The lines below should be written out again in full, exactly as they are.
Segment Start: Source data
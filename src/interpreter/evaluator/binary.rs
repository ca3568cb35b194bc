use crate::{
    ast::{BinaryOperator, Expr},
    error::RuntimeError,
    interpreter::{
        environment::Environment,
        evaluator::core::{EvalResult, from_bool},
    },
};

/// Evaluates a binary operation.
///
/// `AND` and `OR` short-circuit: the right operand is only evaluated when the
/// left one does not already decide the result. All other operators evaluate
/// left before right.
pub fn eval_binary<E: Environment + ?Sized>(left: &Expr,
                                            op: BinaryOperator,
                                            right: &Expr,
                                            env: &E)
                                            -> EvalResult<f32> {
    match op {
        BinaryOperator::And => {
            Ok(from_bool(left.eval_condition(env)? && right.eval_condition(env)?))
        },
        BinaryOperator::Or => {
            Ok(from_bool(left.eval_condition(env)? || right.eval_condition(env)?))
        },
        BinaryOperator::Add
        | BinaryOperator::Sub
        | BinaryOperator::Mul
        | BinaryOperator::Div => eval_arithmetic(op, left.eval(env)?, right.eval(env)?),
        BinaryOperator::Equal
        | BinaryOperator::NotEqual
        | BinaryOperator::Less
        | BinaryOperator::Greater
        | BinaryOperator::LessEqual
        | BinaryOperator::GreaterEqual => {
            Ok(eval_comparison(op, left.eval(env)?, right.eval(env)?))
        },
    }
}

/// Applies an arithmetic operator to two values.
///
/// # Errors
/// [`RuntimeError::DivisionByZero`] when dividing by zero.
///
/// # Example
/// ```
/// use turtlec::{ast::BinaryOperator, interpreter::evaluator::binary::eval_arithmetic};
///
/// assert_eq!(eval_arithmetic(BinaryOperator::Sub, 7.0, 2.5).unwrap(), 4.5);
/// assert!(eval_arithmetic(BinaryOperator::Div, 1.0, 0.0).is_err());
/// ```
pub fn eval_arithmetic(op: BinaryOperator, left: f32, right: f32) -> EvalResult<f32> {
    match op {
        BinaryOperator::Add => Ok(left + right),
        BinaryOperator::Sub => Ok(left - right),
        BinaryOperator::Mul => Ok(left * right),
        BinaryOperator::Div => {
            if right == 0.0 {
                return Err(RuntimeError::DivisionByZero);
            }
            Ok(left / right)
        },
        _ => unreachable!("eval_arithmetic used with non arithmetic operator"),
    }
}

/// Compares two values, producing `1` for true and `0` for false.
///
/// # Example
/// ```
/// use turtlec::{ast::BinaryOperator, interpreter::evaluator::binary::eval_comparison};
///
/// assert_eq!(eval_comparison(BinaryOperator::LessEqual, 2.0, 2.0), 1.0);
/// assert_eq!(eval_comparison(BinaryOperator::NotEqual, 2.0, 2.0), 0.0);
/// ```
#[must_use]
pub fn eval_comparison(op: BinaryOperator, left: f32, right: f32) -> f32 {
    from_bool(match op {
                  BinaryOperator::Equal => left == right,
                  BinaryOperator::NotEqual => left != right,
                  BinaryOperator::Less => left < right,
                  BinaryOperator::Greater => left > right,
                  BinaryOperator::LessEqual => left <= right,
                  BinaryOperator::GreaterEqual => left >= right,
                  _ => unreachable!("eval_comparison used with non comparison operator"),
              })
}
Segment End: Source data
## Output below
filename src/interpreter/evaluator/binary.rs
repository ca3568cb35b194bc
use crate::{
    ast::{BinaryOperator, Expr},
    error::RuntimeError,
    interpreter::{
        environment::Environment,
        evaluator::core::{EvalResult, from_bool},
    },
};

/// Evaluates a binary operation.
///
/// `AND` and `OR` short-circuit: the right operand is only evaluated when the
/// left one does not already decide the result. All other operators evaluate
/// left before right.
pub fn eval_binary<E: Environment + ?Sized>(left: &Expr,
                                            op: BinaryOperator,
                                            right: &Expr,
                                            env: &E)
                                            -> EvalResult<f32> {
    match op {
        BinaryOperator::And => {
            Ok(from_bool(left.eval_condition(env)? && right.eval_condition(env)?))
        },
        BinaryOperator::Or => {
            Ok(from_bool(left.eval_condition(env)? || right.eval_condition(env)?))
        },
        BinaryOperator::Add
        | BinaryOperator::Sub
        | BinaryOperator::Mul
        | BinaryOperator::Div => eval_arithmetic(op, left.eval(env)?, right.eval(env)?),
        BinaryOperator::Equal
        | BinaryOperator::NotEqual
        | BinaryOperator::Less
        | BinaryOperator::Greater
        | BinaryOperator::LessEqual
        | BinaryOperator::GreaterEqual => {
            Ok(eval_comparison(op, left.eval(env)?, right.eval(env)?))
        },
    }
}

/// Applies an arithmetic operator to two values.
///
/// # Errors
/// [`RuntimeError::DivisionByZero`] when dividing by zero.
///
/// # Example
/// ```
/// use turtlec::{ast::BinaryOperator, interpreter::evaluator::binary::eval_arithmetic};
///
/// assert_eq!(eval_arithmetic(BinaryOperator::Sub, 7.0, 2.5).unwrap(), 4.5);
/// assert!(eval_arithmetic(BinaryOperator::Div, 1.0, 0.0).is_err());
/// ```
pub fn eval_arithmetic(op: BinaryOperator, left: f32, right: f32) -> EvalResult<f32> {
    match op {
        BinaryOperator::Add => Ok(left + right),
        BinaryOperator::Sub => Ok(left - right),
        BinaryOperator::Mul => Ok(left * right),
        BinaryOperator::Div => {
            if right == 0.0 {
                return Err(RuntimeError::DivisionByZero);
            }
            Ok(left / right)
        },
        _ => unreachable!("eval_arithmetic used with non arithmetic operator"),
    }
}

/// Compares two values, producing `1` for true and `0` for false.
///
/// # Example
/// ```
/// use turtlec::{ast::BinaryOperator, interpreter::evaluator::binary::eval_comparison};
///
/// assert_eq!(eval_comparison(BinaryOperator::LessEqual, 2.0, 2.0), 1.0);
/// assert_eq!(eval_comparison(BinaryOperator::NotEqual, 2.0, 2.0), 0.0);
/// ```
#[must_use]
pub fn eval_comparison(op: BinaryOperator, left: f32, right: f32) -> f32 {
    from_bool(match op {
                  BinaryOperator::Equal => left == right,
                  BinaryOperator::NotEqual => left != right,
                  BinaryOperator::Less => left < right,
                  BinaryOperator::Greater => left > right,
                  BinaryOperator::LessEqual => left <= right,
                  BinaryOperator::GreaterEqual => left >= right,
                  _ => unreachable!("eval_comparison used with non comparison operator"),
              })
}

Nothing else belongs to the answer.